Mrs. Maloney. I thank the gentleman for yielding and for
organizing this hearing, and I welcome both panelists.
Beyond working on mortgage reform, this committee is
working on regulatory reform, including a discussion of
creating a systemic risk regulator, and I would like to ask
each of the witnesses, could you discuss how you see these
mortgage reforms working in concert with regulatory reforms?
How do you see a systemic risk regulator overseeing parts of
the mortgage market?
Mr. Antonakes. I believe that a systemic risk regulator
would be complementary to regulatory reform and structure on
the mortgage side where the States are most closely focussed.
You know, we are working through a number of initiatives,
including the nationwide mortgage licensing system, to increase
transparency and effectiveness for consumers, and increase and
improve upon a partnership with Federal regulators.
However, what we're doing is more focused, I believe, on
the model of institutions that we're supervising. Certainly, I
believe there are institutions that have either been largely
Wall Street institutions, that have been largely unregulated,
and that pose tremendous risk to our financial system, and
there should be a regulatory structure in place which better
captures that risk, and is frankly more stringent, given the
risk to the financial system.
So I think the system has to be tailored very carefully to
ensure that the greatest degree of oversight exists for our
highest-risk institutions, and that there continues to be
collaborative State and Federal action on those institutions,
as well as those that frankly pose less risk to the system. And
the model hopefully is flexible enough to ensure that those
institutions that have less risk can continue to exist and
compete well in the marketplace.
Mrs. Maloney. So you see the systemic risk regulator
overseeing a level of regulatory relief, say, across the board,
or regulation, even-playing-field regulation that would protect
them before getting to systemic risk?
Mr. Antonakes. I think they would have to work in a
complementary fashion. I don't think you could remove all the
risk in an entity and just have it solely based within the
systemic risk regulatory. I think there would have to be
coordination between the different agencies to ensure proper
oversight, and I think that is achievable.

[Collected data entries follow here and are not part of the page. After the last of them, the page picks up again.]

//! GraphQL documents and raw response shapes.
//!
//! Sent through `graphql_client::QueryBody` and read back through
//! `graphql_client::Response`, so only the envelope comes from the crate.

use serde::{Deserialize, Serialize};

use super::types::{Image, Money, Product, ProductPage, Shop};

macro_rules! product_fields {
    () => {
        "id title handle descriptionHtml status vendor productType tags onlineStoreUrl \
         featuredImage { url altText } \
         priceRangeV2 { minVariantPrice { amount currencyCode } }"
    };
}

pub const PRODUCTS_OPERATION: &str = "Products";
pub const PRODUCT_OPERATION: &str = "Product";
pub const SHOP_OPERATION: &str = "Shop";

/// `products(first, after, query)` with page info.
pub const PRODUCTS_QUERY: &str = concat!(
    "query Products($first: Int!, $after: String, $query: String) {\n",
    "  products(first: $first, after: $after, query: $query, sortKey: TITLE) {\n",
    "    pageInfo { hasNextPage endCursor }\n",
    "    nodes { ",
    product_fields!(),
    " }\n",
    "  }\n",
    "}"
);

/// Single product by GID.
pub const PRODUCT_QUERY: &str = concat!(
    "query Product($id: ID!) {\n",
    "  product(id: $id) { ",
    product_fields!(),
    " }\n",
    "}"
);

pub const SHOP_QUERY: &str = r"query Shop {
  shop { name myshopifyDomain primaryDomain { url } }
}";

#[derive(Debug, Serialize)]
pub struct ProductsVariables<'a> {
    pub first: i64,
    pub after: Option<&'a str>,
    pub query: Option<&'a str>,
}

#[derive(Debug, Serialize)]
pub struct ProductVariables<'a> {
    pub id: &'a str,
}

#[derive(Debug, Serialize)]
pub struct NoVariables {}

#[derive(Debug, Deserialize)]
pub struct ProductsData {
    pub products: ProductConnection,
}

#[derive(Debug, Deserialize)]
pub struct ProductData {
    pub product: Option<ProductNode>,
}

#[derive(Debug, Deserialize)]
pub struct ShopData {
    pub shop: ShopNode,
}

#[derive(Debug, Deserialize)]
#[serde(rename_all = "camelCase")]
pub struct ProductConnection {
    pub page_info: PageInfo,
    pub nodes: Vec<ProductNode>,
}

#[derive(Debug, Deserialize)]
#[serde(rename_all = "camelCase")]
pub struct PageInfo {
    pub has_next_page: bool,
    pub end_cursor: Option<String>,
}

#[derive(Debug, Deserialize)]
#[serde(rename_all = "camelCase")]
pub struct ProductNode {
    pub id: String,
    pub title: String,
    pub handle: String,
    #[serde(default)]
    pub description_html: String,
    #[serde(default)]
    pub status: String,
    #[serde(default)]
    pub vendor: String,
    #[serde(default)]
    pub product_type: String,
    #[serde(default)]
    pub tags: Vec<String>,
    pub online_store_url: Option<String>,
    pub featured_image: Option<ImageNode>,
    pub price_range_v2: Option<PriceRangeNode>,
}

#[derive(Debug, Deserialize)]
#[serde(rename_all = "camelCase")]
pub struct ImageNode {
    pub url: String,
    pub alt_text: Option<String>,
}

#[derive(Debug, Deserialize)]
#[serde(rename_all = "camelCase")]
pub struct PriceRangeNode {
    pub min_variant_price: MoneyNode,
}

#[derive(Debug, Deserialize)]
#[serde(rename_all = "camelCase")]
pub struct MoneyNode {
    pub amount: rust_decimal::Decimal,
    pub currency_code: String,
}

#[derive(Debug, Deserialize)]
#[serde(rename_all = "camelCase")]
pub struct ShopNode {
    pub name: String,
    pub myshopify_domain: String,
    pub primary_domain: Option<DomainNode>,
}

#[derive(Debug, Deserialize)]
pub struct DomainNode {
    pub url: String,
}

impl From<ProductNode> for Product {
    fn from(node: ProductNode) -> Self {
        Self {
            id: node.id,
            title: node.title,
            handle: node.handle,
            description_html: node.description_html,
            status: node.status,
            vendor: node.vendor,
            product_type: node.product_type,
            tags: node.tags,
            online_store_url: node.online_store_url,
            featured_image: node.featured_image.map(|i| Image {
                url: i.url,
                alt_text: i.alt_text,
            }),
            min_price: node.price_range_v2.map(|p| Money {
                amount: p.min_variant_price.amount,
                currency_code: p.min_variant_price.currency_code,
            }),
        }
    }
}

impl From<ProductConnection> for ProductPage {
    fn from(conn: ProductConnection) -> Self {
        Self {
            products: conn.nodes.into_iter().map(Product::from).collect(),
            has_next_page: conn.page_info.has_next_page,
            end_cursor: conn.page_info.end_cursor,
        }
    }
}

impl From<ShopNode> for Shop {
    fn from(node: ShopNode) -> Self {
        Self {
            name: node.name,
            myshopify_domain: node.myshopify_domain,
            primary_domain_url: node.primary_domain.map(|d| d.url),
        }
    }
}
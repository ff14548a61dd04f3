//! Sitemap indexing without the server.
//!
//! ```bash
//! cf-cli index-sitemap https://example.com/sitemap_index.xml --max-urls 200
//! ```
//!
//! Crawler limits come from the `CRAWLER_*` variables, as for the API.

use contentforge_api::config::{ConfigError, CrawlerConfig};
use contentforge_api::crawler::{CrawlError, SitemapCrawler, SitemapReport};
use thiserror::Error;

#[derive(Debug, Error)]
pub enum IndexError {
    #[error("configuration error: {0}")]
    Config(#[from] ConfigError),

    #[error(transparent)]
    Crawl(#[from] CrawlError),
}

/// Crawl `sitemap_url` and return the report.
pub async fn index_sitemap(
    sitemap_url: &str,
    max_urls: Option<usize>,
) -> Result<SitemapReport, IndexError> {
    dotenvy::dotenv().ok();

    let mut crawler = SitemapCrawler::new(CrawlerConfig::from_env()?)?;
    if let Some(max) = max_urls {
        crawler = crawler.with_max_urls(max);
    }

    let report = crawler.crawl(sitemap_url).await?;
    tracing::info!(
        root = %report.root,
        urls = report.urls.len(),
        sitemaps = report.sitemaps_fetched,
        failed = report.failed_sitemaps,
        "Sitemap indexed"
    );
    Ok(report)
}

Mrs. Maloney. And Ms. Braunstein? Nice to see you again.
Ms. Braunstein. Nice to see you, too.
I also think a systemic risk regulator would have to be
cognizant of all the risks in an organization, and that would
include consumer protection risks.
As we have certainly seen in the current situation,
consumer protection was actually somewhat like the canary in
the coal mine in terms of other things going on, so it would be
very important that that be a strong component of whatever is
developed going forward.
Mrs. Maloney. Some say that maybe we should have a separate
regulator for consumer, separate from the systemic risk. Do you
think it should be all together, or do you think it should be
separate?
Ms. Braunstein. Well, I don't have an answer to that
question. I think that, obviously, these are issues that we're
going to be exploring, all of us, in the agencies and on the
Hill, going forward.
I think while there is a certain appeal to having a
separate agency, I would say that I also think that there is a
lot to be gained in terms of crafting rules that do not have
unintended consequences and interrupt the flow of credit; there
is a lot to be gained from the research analysis and the
supervision that is done in the banking agencies.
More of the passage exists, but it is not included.